Load the data into a data frame
# create the dataframe
final_df = data.frame(issues, opinions, values_vector)
# rename the third column
colnames(final_df)[3] <- "Approval Rates"
final_df
issues opinions Approval Rates
1 Race relations Approve 52
2 Race relations Disapprove 38
3 Race relations No.Opinion 10
4 Education Approve 49
5 Education Disapprove 40
6 Education No.Opinion 11
7 Terrorism Approve 48
8 Terrorism Disapprove 45
9 Terrorism No.Opinion 7
10 Energy policy Approve 47
11 Energy policy Disapprove 42
12 Energy policy No.Opinion 11
13 Foreign affairs Approve 44
14 Foreign affairs Disapprove 48
15 Foreign affairs No.Opinion 8
16 Environment Approve 43
17 Environment Disapprove 51
18 Environment No.Opinion 6
19 Situation in Iraq Approve 41
20 Situation in Iraq Disapprove 53
21 Situation in Iraq No.Opinion 6
22 Taxes Approve 41
23 Taxes Disapprove 54
24 Taxes No.Opinion 5
25 Healthcare policy Approve 40
26 Healthcare policy Disapprove 57
27 Healthcare policy No.Opinion 3
28 Economy Approve 38
29 Economy Disapprove 59
30 Economy No.Opinion 3
31 Situation in Afghanistan Approve 36
32 Situation in Afghanistan Disapprove 57
33 Situation in Afghanistan No.Opinion 7
34 Federal budget deficit Approve 31
35 Federal budget deficit Disapprove 64
36 Federal budget deficit No.Opinion 5
37 Immigration Approve 29
38 Immigration Disapprove 62
39 Immigration No.Opinion 9
>
Beautiful!
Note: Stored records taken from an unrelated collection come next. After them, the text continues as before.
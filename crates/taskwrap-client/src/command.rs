//! Notifications delivered through an external client program.
//!
//! Schedulers commonly ship a small CLI (`ecflow_client` and friends) that
//! reads the task identity from the environment and takes the request as a
//! single flag. `CommandClient` drives such a program once per request.

use std::process::Stdio;
use std::time::Duration;

use async_trait::async_trait;
use tokio::process::Command;
use tracing::{debug, info, warn};

use taskwrap_core::{ProcessId, TaskContext};

use crate::error::ClientError;
use crate::protocol::{OrchestratorClient, Request};

const DEFAULT_TIMEOUT: Duration = Duration::from_secs(30);

/// Client that shells out to an orchestrator client program.
#[derive(Debug, Clone)]
pub struct CommandClient {
    /// Program name or path; PATH lookup applies.
    program: String,

    /// Context exported to the program's environment.
    context: TaskContext,

    /// Upper bound for one invocation.
    timeout: Duration,
}

impl CommandClient {
    /// Create a client for the given program.
    pub fn new(program: impl Into<String>, context: TaskContext) -> Self {
        Self {
            program: program.into(),
            context,
            timeout: DEFAULT_TIMEOUT,
        }
    }

    /// Set the per-request timeout.
    pub fn with_timeout(mut self, timeout: Duration) -> Self {
        self.timeout = timeout;
        self
    }

    /// Program this client invokes.
    pub fn program(&self) -> &str {
        &self.program
    }

    async fn send(&self, request: Request) -> Result<(), ClientError> {
        let arg = request.cli_arg();
        let kind = request.kind().name();
        info!(program = %self.program, request = %arg, task = %self.context.task(), "Notifying orchestrator");

        let mut cmd = Command::new(&self.program);
        cmd.arg(&arg)
            .envs(self.context.env_vars())
            .stdin(Stdio::null())
            .stdout(Stdio::piped())
            .stderr(Stdio::piped())
            .kill_on_drop(true);

        let output = tokio::time::timeout(self.timeout, cmd.output())
            .await
            .map_err(|_| ClientError::Timeout(self.timeout))?
            .map_err(|source| ClientError::Launch {
                program: self.program.clone(),
                source,
            })?;

        let stdout = String::from_utf8_lossy(&output.stdout);
        if !stdout.trim().is_empty() {
            debug!(request = kind, output = %stdout.trim(), "Client program output");
        }

        if !output.status.success() {
            let stderr = String::from_utf8_lossy(&output.stderr);
            warn!(request = kind, status = %output.status, "Client program failed");
            return Err(ClientError::Rejected {
                request: kind,
                detail: format!("{}: {}", output.status, stderr.trim()),
            });
        }

        Ok(())
    }
}

#[async_trait]
impl OrchestratorClient for CommandClient {
    async fn notify_start(&self, rid: ProcessId) -> Result<(), ClientError> {
        self.send(Request::Init(rid)).await
    }

    async fn notify_abort(&self, reason: &str) -> Result<(), ClientError> {
        self.send(Request::Abort(reason.to_string())).await
    }

    async fn notify_complete(&self) -> Result<(), ClientError> {
        self.send(Request::Complete).await
    }
}
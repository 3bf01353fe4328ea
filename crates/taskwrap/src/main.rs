//! taskwrap - task lifecycle supervisor
//!
//! Wraps one job, tells the orchestrator it started, and guarantees exactly
//! one terminal notification (complete or abort) however the job ends.

use std::process::ExitCode;

use clap::Parser;
use tracing::{error, info};
use tracing_subscriber::EnvFilter;

mod child;
mod config;
mod signals;
mod supervisor;

use config::{Cli, Config, EXIT_CONFIG_ERROR};
use supervisor::{TaskSupervisor, EXIT_NOTIFY_FAILURE};

#[tokio::main]
async fn main() -> ExitCode {
    let cli = Cli::parse();

    // Stdout belongs to the child; logs go to stderr.
    let filter = EnvFilter::try_from_default_env()
        .or_else(|_| EnvFilter::try_new(&cli.log_level))
        .unwrap_or_else(|_| EnvFilter::new("info"));
    tracing_subscriber::fmt()
        .with_env_filter(filter)
        .with_target(true)
        .with_writer(std::io::stderr)
        .init();

    let config = match Config::from_cli(cli) {
        Ok(config) => config,
        Err(e) => {
            error!(error = %e, "Invalid configuration; orchestrator not contacted");
            return ExitCode::from(EXIT_CONFIG_ERROR);
        }
    };

    info!(
        task = %config.context.task(),
        host = %config.context.host(),
        port = config.context.port(),
        try_no = config.context.try_no(),
        rid = %config.context.rid(),
        transport = ?config.transport.kind,
        command = %config.command,
        "Starting task supervisor"
    );

    let client = match config.transport.connect(&config.context) {
        Ok(client) => client,
        Err(e) => {
            error!(error = %e, "Failed to create orchestrator client");
            return ExitCode::from(EXIT_NOTIFY_FAILURE);
        }
    };

    let abort_exit_code = config.supervisor.abort_exit_code;
    let supervisor = TaskSupervisor::new(config.context, client, config.supervisor);

    match supervisor.run(config.command).await {
        Ok(outcome) => ExitCode::from(outcome.exit_code(abort_exit_code)),
        Err(e) => {
            error!(error = %e, "Supervisor failed");
            ExitCode::from(EXIT_NOTIFY_FAILURE)
        }
    }
}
Now here comes the fun part, visualization! 🎉
Visualizing the data —The Stacked bar chart
Explanation will follow.
# load the ggplot2 library
library(ggplot2)
ggplot(final_df, aes(fill=opinions, y=`Approval Rates`, x=issues)) +
geom_col(position="stack")
theme(axis.text.x = element_text(angle = 45, margin = margin(t=30, "pt")))
ggplot()
First, we call the ggplot function and pass it 2 arguments:
- The final data frame
- aes(): a function to map the columns' names to the arguments.
aes()
We pass 3 arguments to the aes() function:
- x: the labels on the x-axis.
- y: the height of the bars
- fill: the color of the bars
geom_col()
- position: “stack” to stack the bars. Use “dodge” to group the bars (See figure below).
theme()
We use it to rotate the x labels to make the graph more readable:
- axis.text.x: rotate the x labels by 45 degrees and a top margin of 30 pt.
Tip: In RStudio, put “?” before a function and execute to display help. Ex: ?aes.
You can also place the cursor on a function and press F1.
Grouped bar chart
ggplot(final_df, aes(x=issues, y=values, fill=opinions)) +
geom_col(position="dodge") +
theme(axis.text.x = element_text(angle = 45, margin = margin(t=30, "pt")))
In this article, we created a stacked bar chart to understand people’s opinions on a president’s policies. The funny thing is that it’s always the same story: We want to visualize our data instantly but we can’t. Instead, we spend 90% of the time understanding and cleaning the data, but only 10% visualizing it. But hey, in the end, it’s worth it.